Sakız gibi olmuştu gömlek, giyilemeyecek kadar düşseldi. Evin içi temiz temiz kokuyordu. İnsan yere basmaya kıyamıyordu. Işıl ışıl olmuştu masam. Yazılar yazılabilirdi ama ben masanın başında, bilgisayarın karşısında o gün çektiğim fotoğraflara bakıyordum. Çok fotoğraf çekmiştim, paçalı güvercinlerin olduğu fotoğrafı çok sevmiştim. Dönüp dönüp ona bakıyordum ki telefon çaldı. Telefonu açmadım. Gelecek zaman dilimine dair konuşamazdım. Geçmiş zamana dair sadece yazabilirdim. Telefon ikinci kez çaldı. Bu sefer açmamazlık edemedim. Şemsiyeni al, atkını boynuna dola, botlarını giy, on dakika içinde Kuğulu Park’da ol… Olmaz, işim var, zamanı değil gibi bahaneler bulmak aklımın ucundan geçmedi. Fotoğraf makinemi çantama güzelce yerleştirdim. Okuduğum şiir kitabını da koydum onun yanına. Birbirlerine özen göstereceklerini umuyordum.

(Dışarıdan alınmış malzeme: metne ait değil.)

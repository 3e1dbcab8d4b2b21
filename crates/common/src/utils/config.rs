use anyhow::{Context, Result};
use ::config::{Config, File};
use serde::de::DeserializeOwned;
use std::path::Path;

/// Loads configuration from a file into a struct.
/// Supports TOML, YAML, JSON, etc. based on file extension.
pub fn load_config<T: DeserializeOwned, P: AsRef<Path>>(path: P) -> Result<T> {
    let path_str = path.as_ref().to_str().context("Invalid config path")?;

    let settings = Config::builder()
        .add_source(File::with_name(path_str))
        .build()
        .with_context(|| format!("Failed to read configuration from {}", path_str))?;

    settings
        .try_deserialize::<T>()
        .context("Failed to deserialize configuration")
}

#[cfg(test)]
mod tests {
    use super::*;
    use serde::Deserialize;
    use std::io::Write;

    #[derive(Debug, Deserialize, PartialEq)]
    struct Sample {
        name: String,
        #[serde(default)]
        limit: u32,
    }

    #[test]
    fn test_load_toml() -> Result<()> {
        let mut file = tempfile::Builder::new().suffix(".toml").tempfile()?;
        writeln!(file, "name = \"drip\"\nlimit = 7")?;

        let sample: Sample = load_config(file.path())?;
        assert_eq!(
            sample,
            Sample {
                name: "drip".to_string(),
                limit: 7
            }
        );
        Ok(())
    }

    #[test]
    fn test_missing_file_errors() {
        let result: Result<Sample> = load_config("/definitely/not/here.toml");
        assert!(result.is_err());
    }
}
//! Faucet service core logic

use crate::admission::AdmissionFilter;
use crate::config::FaucetConfig;
use crate::error::{FaucetError, FaucetResult};
use crate::ledger::LedgerClient;
use crate::metrics::FaucetMetrics;
use chrono::{DateTime, Utc};
use sepolia_common::parse_address;
use serde::{Deserialize, Serialize};
use std::sync::Arc;
use std::time::Duration;
use tracing::{error, info, warn};

/// Faucet service
pub struct FaucetService {
    ledger: Arc<dyn LedgerClient>,
    admission: AdmissionFilter,
    metrics: Arc<FaucetMetrics>,
    cooldown: Duration,
    drip_amount: String,
    network_name: String,
}

impl FaucetService {
    /// Create new faucet service
    pub fn new(
        config: &FaucetConfig,
        ledger: Arc<dyn LedgerClient>,
        metrics: Arc<FaucetMetrics>,
    ) -> FaucetResult<Self> {
        Ok(Self {
            ledger,
            admission: AdmissionFilter::new(),
            metrics,
            cooldown: config.cooldown()?,
            drip_amount: config.drip_amount.clone(),
            network_name: config.network_name.clone(),
        })
    }

    /// Send the drip amount to `raw_address` on behalf of `client_key`
    pub async fn dispense(
        &self,
        raw_address: Option<&str>,
        client_key: &str,
    ) -> FaucetResult<DispenseResponse> {
        self.dispense_at(raw_address, client_key, Utc::now()).await
    }

    /// [`dispense`](Self::dispense) with an explicit request time
    pub async fn dispense_at(
        &self,
        raw_address: Option<&str>,
        client_key: &str,
        now: DateTime<Utc>,
    ) -> FaucetResult<DispenseResponse> {
        let result = self.process(raw_address, client_key, now).await;
        self.metrics.observe(&result);
        result
    }

    async fn process(
        &self,
        raw_address: Option<&str>,
        client_key: &str,
        now: DateTime<Utc>,
    ) -> FaucetResult<DispenseResponse> {
        // 1. Validate address
        let raw = match raw_address {
            Some(raw) if !raw.is_empty() => raw,
            _ => return Err(FaucetError::InvalidAddress("address is required".to_string())),
        };
        let address = parse_address(raw)?;

        // 2. Admission check, holding the client's slot while the transfer runs
        let reservation = self
            .admission
            .try_reserve(client_key, now, self.cooldown, raw)
            .map_err(|denial| {
                warn!(
                    client = %client_key,
                    retry_after_secs = denial.retry_after.as_secs(),
                    "Rate limit exceeded"
                );
                FaucetError::RateLimited {
                    retry_after: denial.retry_after,
                    last_address: denial.last_destination,
                }
            })?;

        // 3. Send transaction
        let timer = self.metrics.disbursement_duration.start_timer();
        let sent = self.ledger.transfer(&address, &self.drip_amount).await;
        timer.observe_duration();

        let tx_hash = match sent {
            Ok(tx_hash) => tx_hash,
            Err(e) => {
                // A failed transfer must not use up the client's slot
                reservation.release();
                error!(client = %client_key, to = %address, "Transfer failed: {}", e);
                return Err(FaucetError::DisbursementFailed(e.to_string()));
            }
        };

        // 4. Record grant
        reservation.commit();

        info!(
            client = %client_key,
            to = %address,
            amount = %self.drip_amount,
            "Dispensed, tx: {}",
            tx_hash
        );

        Ok(DispenseResponse {
            tx_hash,
            amount: self.drip_amount.clone(),
        })
    }

    /// Address of the faucet wallet, for operators topping it up
    pub fn wallet_info(&self) -> FaucetResult<WalletInfo> {
        let address = self
            .ledger
            .address()
            .map_err(|e| FaucetError::WalletUnavailable(e.to_string()))?;
        Ok(WalletInfo {
            address: address.to_string(),
            note: format!("Fund this address with {} ETH", self.network_name),
        })
    }

    /// Forget grants whose cooldown has elapsed
    pub fn prune_expired(&self) -> usize {
        self.admission.prune_expired(Utc::now(), self.cooldown)
    }

    pub fn admission(&self) -> &AdmissionFilter {
        &self.admission
    }

    pub fn metrics(&self) -> &FaucetMetrics {
        &self.metrics
    }

    pub fn cooldown(&self) -> Duration {
        self.cooldown
    }

    pub fn drip_amount(&self) -> &str {
        &self.drip_amount
    }
}

/// Dispense response
#[derive(Debug, Clone, Serialize, Deserialize)]
#[serde(rename_all = "camelCase")]
pub struct DispenseResponse {
    pub tx_hash: String,
    pub amount: String,
}

/// Faucet wallet details
#[derive(Debug, Clone, Serialize, Deserialize)]
pub struct WalletInfo {
    pub address: String,
    pub note: String,
}

#[cfg(test)]
mod tests {
    use super::*;
    use async_trait::async_trait;
    use chrono::TimeZone;
    use sepolia_common::Address;
    use std::sync::atomic::{AtomicBool, AtomicUsize, Ordering};
    use tokio::sync::Notify;

    const ADDR: &str = "0x5aAeb6053F3E94C9b9A09f33669435E7Ef1BeAed";

    #[derive(Default)]
    struct MockLedger {
        fail: AtomicBool,
        calls: AtomicUsize,
    }

    #[async_trait]
    impl LedgerClient for MockLedger {
        fn address(&self) -> FaucetResult<Address> {
            Ok(Address([0x11; 20]))
        }

        async fn transfer(&self, _to: &Address, _amount: &str) -> FaucetResult<String> {
            let n = self.calls.fetch_add(1, Ordering::SeqCst);
            if self.fail.load(Ordering::SeqCst) {
                return Err(FaucetError::Rpc("insufficient funds".to_string()));
            }
            Ok(format!("0x{:064x}", n + 1))
        }
    }

    /// Ledger that parks every transfer until released
    #[derive(Default)]
    struct GatedLedger {
        entered: Notify,
        release: Notify,
    }

    #[async_trait]
    impl LedgerClient for GatedLedger {
        fn address(&self) -> FaucetResult<Address> {
            Ok(Address([0x22; 20]))
        }

        async fn transfer(&self, _to: &Address, _amount: &str) -> FaucetResult<String> {
            self.entered.notify_one();
            self.release.notified().await;
            Ok("0xgated".to_string())
        }
    }

    fn t0() -> DateTime<Utc> {
        Utc.with_ymd_and_hms(2024, 6, 1, 12, 0, 0).unwrap()
    }

    fn hours(h: i64) -> chrono::Duration {
        chrono::Duration::hours(h)
    }

    fn service_with(ledger: Arc<dyn LedgerClient>) -> FaucetService {
        let config = FaucetConfig::default();
        FaucetService::new(&config, ledger, Arc::new(FaucetMetrics::new().unwrap())).unwrap()
    }

    #[tokio::test]
    async fn test_cooldown_scenario() {
        let ledger = Arc::new(MockLedger::default());
        let service = service_with(ledger.clone());

        let first = service.dispense_at(Some(ADDR), "client-a", t0()).await.unwrap();
        assert_eq!(first.amount, "0.01");

        let err = service
            .dispense_at(Some(ADDR), "client-a", t0() + hours(1))
            .await
            .unwrap_err();
        match &err {
            FaucetError::RateLimited {
                retry_after,
                last_address,
            } => {
                assert_eq!(*retry_after, Duration::from_secs(23 * 3600));
                assert_eq!(last_address, ADDR);
            }
            other => panic!("expected rate limit, got {:?}", other),
        }
        assert_eq!(err.to_string(), "Rate limit exceeded. Try again in 23.0 hours");

        let again = service
            .dispense_at(Some(ADDR), "client-a", t0() + hours(25))
            .await
            .unwrap();
        assert_ne!(again.tx_hash, first.tx_hash);
        assert_eq!(ledger.calls.load(Ordering::SeqCst), 2);

        assert_eq!(service.metrics().requests("granted"), 2);
        assert_eq!(service.metrics().requests("rate-limited"), 1);
    }

    #[tokio::test]
    async fn test_invalid_address_rejected_without_record() {
        let ledger = Arc::new(MockLedger::default());
        let service = service_with(ledger.clone());

        for bad in [None, Some(""), Some("not-an-address")] {
            let err = service.dispense_at(bad, "client-a", t0()).await.unwrap_err();
            assert_eq!(err.reason(), "invalid-address");
        }

        assert!(service.admission().is_empty());
        assert_eq!(ledger.calls.load(Ordering::SeqCst), 0);
    }

    #[tokio::test]
    async fn test_invalid_address_rejected_even_when_rate_limited() {
        let service = service_with(Arc::new(MockLedger::default()));
        service.dispense_at(Some(ADDR), "client-a", t0()).await.unwrap();

        let err = service
            .dispense_at(Some("0x1234"), "client-a", t0() + hours(1))
            .await
            .unwrap_err();
        assert_eq!(err.reason(), "invalid-address");
    }

    #[tokio::test]
    async fn test_failed_transfer_keeps_slot_free() {
        let ledger = Arc::new(MockLedger::default());
        ledger.fail.store(true, Ordering::SeqCst);
        let service = service_with(ledger.clone());

        let err = service.dispense_at(Some(ADDR), "client-a", t0()).await.unwrap_err();
        assert_eq!(err.reason(), "disbursement-failed");
        assert!(service.admission().grant_for("client-a").is_none());

        ledger.fail.store(false, Ordering::SeqCst);
        service.dispense_at(Some(ADDR), "client-a", t0()).await.unwrap();
        assert!(service.admission().grant_for("client-a").is_some());
    }

    #[tokio::test]
    async fn test_concurrent_request_denied_while_in_flight() {
        let ledger = Arc::new(GatedLedger::default());
        let service = Arc::new(service_with(ledger.clone()));

        let first = {
            let service = service.clone();
            tokio::spawn(async move { service.dispense_at(Some(ADDR), "client-a", t0()).await })
        };
        ledger.entered.notified().await;

        let err = service.dispense_at(Some(ADDR), "client-a", t0()).await.unwrap_err();
        assert_eq!(err.reason(), "rate-limited");

        ledger.release.notify_one();
        let granted = first.await.unwrap().unwrap();
        assert_eq!(granted.tx_hash, "0xgated");
    }

    #[tokio::test]
    async fn test_cancelled_transfer_keeps_slot_free() {
        let ledger = Arc::new(GatedLedger::default());
        let service = Arc::new(service_with(ledger.clone()));

        let pending = {
            let service = service.clone();
            tokio::spawn(async move { service.dispense_at(Some(ADDR), "client-a", t0()).await })
        };
        ledger.entered.notified().await;
        assert!(!service.admission().check("client-a", t0(), service.cooldown()).is_allowed());

        pending.abort();
        assert!(pending.await.unwrap_err().is_cancelled());

        assert!(service.admission().grant_for("client-a").is_none());
        assert!(service.admission().is_empty());
        assert!(service
            .admission()
            .check("client-a", t0() + hours(1), service.cooldown())
            .is_allowed());
    }

    #[tokio::test]
    async fn test_cancelled_transfer_restores_previous_grant() {
        let ledger = Arc::new(GatedLedger::default());
        let service = Arc::new(service_with(ledger.clone()));
        service.admission().record_grant("client-a", t0(), "0xfirst");

        let later = t0() + hours(25);
        let pending = {
            let service = service.clone();
            tokio::spawn(async move { service.dispense_at(Some(ADDR), "client-a", later).await })
        };
        ledger.entered.notified().await;
        pending.abort();
        let _ = pending.await;

        let record = service.admission().grant_for("client-a").unwrap();
        assert_eq!(record.destination, "0xfirst");
        assert!(service.admission().check("client-a", later, service.cooldown()).is_allowed());
    }

    #[tokio::test]
    async fn test_wallet_info() {
        let service = service_with(Arc::new(MockLedger::default()));
        let info = service.wallet_info().unwrap();
        assert_eq!(info.address, Address([0x11; 20]).to_string());
        assert_eq!(info.note, "Fund this address with Sepolia ETH");
    }

    #[test]
    fn test_response_field_names() {
        let response = DispenseResponse {
            tx_hash: "0xabc".to_string(),
            amount: "0.01".to_string(),
        };
        let json = serde_json::to_value(&response).unwrap();
        assert_eq!(json["txHash"], "0xabc");
        assert_eq!(json["amount"], "0.01");
    }
}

Sakız gibi gömleğimi giydim. Dışarı çıkmaya hazırlanıyordum ki atkı bulamadım. Kıyafetime uygun, havalı bir atkı aradım ama beğenmedim evdekileri. Şemsiyeyi aldım, botlarımı giydim. On dakika içinde oradaydım soluk soluğa. “Atkın yok mu?” Var ama giymedim dedim. Yutkundum sessizliği. “Geçen sene gökkuşağı gibi bir atkın vardı” dedi. Kaybettim dedim. Öyle farklı baktı ki o an sessizce önemli değil diyebildim. O an bana istediği kadar kızsın, istediği kadar hırçınlaşsın sesim çıkmazdı. “Şiir kitabı getirdin mi” dedi. Hayır diyerek güldüm. “Söylemedim diye değil mi?” dedi. Getirdim getirmesine ama önce şu banka oturalım mı, soluk soluğa kaldım da…
O an sakin olmamın imkanı yoktu.
O an bulutların üzerinde durduğumuz doğruydu. Bank, çanta, araba sesleri, siyah kuğular, güvercinler, ekmek yalandı. Şiir kitabının kapağına dokunduk aynı anda. Çantayı yere koyduk. O an “dinlendin mi?” diye sordu. Hayır dedim yine gözlerinin içine baka baka. “Dinlenemeyeceğiz ikimiz de” dedi. “Haklısın” diyebildim…
Günlerden Pazartesi miydi, saatler neden akıyordu, dünya niçin   dönüyordu?